[Data excerpts]

******************************

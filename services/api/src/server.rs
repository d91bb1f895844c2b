use crate::cli::ServeArgs;
use crate::infra::{build_intake_service, AppState};
use crate::routes::with_operational_routes;
use axum::Extension;
use axum_prometheus::PrometheusMetricLayer;
use call_intake::config::AppConfig;
use call_intake::error::AppError;
use call_intake::intake::intake_router;
use call_intake::telemetry;
use std::sync::atomic::Ordering;
use std::sync::Arc;
use tracing::info;

pub(crate) async fn run(mut args: ServeArgs) -> Result<(), AppError> {
    let mut config = AppConfig::load()?;

    if let Some(host) = args.host.take() {
        config.server.host = host;
    }
    if let Some(port) = args.port.take() {
        config.server.port = port;
    }

    telemetry::init(&config.telemetry, config.environment)?;

    let (prometheus_layer, prometheus_handle) = PrometheusMetricLayer::pair();
    let readiness_flag = Arc::new(std::sync::atomic::AtomicBool::new(false));
    let app_state = AppState {
        readiness: readiness_flag.clone(),
        metrics: Arc::new(prometheus_handle),
    };

    let intake_service = Arc::new(build_intake_service(&config)?);

    let app = with_operational_routes(intake_router(intake_service))
        .layer(Extension(app_state))
        .layer(prometheus_layer);

    let addr = config.server.socket_addr()?;
    let listener = tokio::net::TcpListener::bind(addr).await?;
    readiness_flag.store(true, Ordering::Release);

    info!(?config.environment, %addr, "call intake service ready");

    axum::serve(listener, app).await?;
    Ok(())
}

******************************

Directions: Having found the line with "repository d91bb1f895844c2b", transcribe it and each line after it to the end of the entries, with no other lines.

Result:
repository d91bb1f895844c2b
use crate::cli::ServeArgs;
use crate::infra::{build_intake_service, AppState};
use crate::routes::with_operational_routes;
use axum::Extension;
use axum_prometheus::PrometheusMetricLayer;
use call_intake::config::AppConfig;
use call_intake::error::AppError;
use call_intake::intake::intake_router;
use call_intake::telemetry;
use std::sync::atomic::Ordering;
use std::sync::Arc;
use tracing::info;

pub(crate) async fn run(mut args: ServeArgs) -> Result<(), AppError> {
    let mut config = AppConfig::load()?;

    if let Some(host) = args.host.take() {
        config.server.host = host;
    }
    if let Some(port) = args.port.take() {
        config.server.port = port;
    }

    telemetry::init(&config.telemetry, config.environment)?;

    let (prometheus_layer, prometheus_handle) = PrometheusMetricLayer::pair();
    let readiness_flag = Arc::new(std::sync::atomic::AtomicBool::new(false));
    let app_state = AppState {
        readiness: readiness_flag.clone(),
        metrics: Arc::new(prometheus_handle),
    };

    let intake_service = Arc::new(build_intake_service(&config)?);

    let app = with_operational_routes(intake_router(intake_service))
        .layer(Extension(app_state))
        .layer(prometheus_layer);

    let addr = config.server.socket_addr()?;
    let listener = tokio::net::TcpListener::bind(addr).await?;
    readiness_flag.store(true, Ordering::Release);

    info!(?config.environment, %addr, "call intake service ready");

    axum::serve(listener, app).await?;
    Ok(())
}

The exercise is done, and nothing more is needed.